Não há estatísticas sobre o número de praticantes no Brasil, mas dois eventos realizados no final do ano passado comprovam a disseminação da febre. Em São Paulo, o NBA 3 x 3 Gatorade reuniu mais de 500 trios em um imenso galpão de um shopping na zona sul da cidade. No Rio de Janeiro, o torneio de street foi uma das atrações do Hutúz, um megaencontro de hip hop num armazém desativado do cais do porto. Quem passou por um deles pôde se deparar com figuras como a do estudante paulistano Vinícius de Paula Oliveira, conhecido como Brooklin: 14 anos, 1,86 m, 100 quilos e uma impressionante cabeleira black power. O rapaz é daqueles que dormem com fone de ouvido e uma bola de basquete nas mãos. “Se ficar um dia sem jogar, passo mal”, confessa Brooklin, que quer seguir os passos de Nenê Hilário, do Denver Nuggets, primeiro brasileiro a jogar na NBA.

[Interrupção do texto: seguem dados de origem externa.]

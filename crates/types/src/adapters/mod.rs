//! Collaborator interfaces implemented by the adapters crate

pub mod traits;

pub use traits::{AccountLedger, AnchorResponse, DomainConfigResolver, TransferServerClient};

Já que a América ainda é um sonho distante, Brooklin diverte-se nas quadras do Ibirapuera e do Parque da Juventude, templos do street na capital paulista. No Rio, a molecada bate bola no Aterro do Flamengo e nas quadras das favelas e comunidades dos morros. Os meninos ainda são a grande maioria, mas aos poucos as mocinhas vão conquistando espaço. A estudante de educação física Fernanda Raquel Jorge, 21 anos, revela que a disputa começa antes mesmo de a bola começar a pingar. “Quando vamos a uma quadra que só tem homem, temos que brigar para jogar”, conta a moça. Mas a guerra dos sexos termina no acesso à quadra. Fora dela, as disputas são bem mais interessantes. “Nosso primeiro objetivo é o basquete. Mas se rolar um clima, beleza. Desde que o cara não seja mauricinho”, ensina.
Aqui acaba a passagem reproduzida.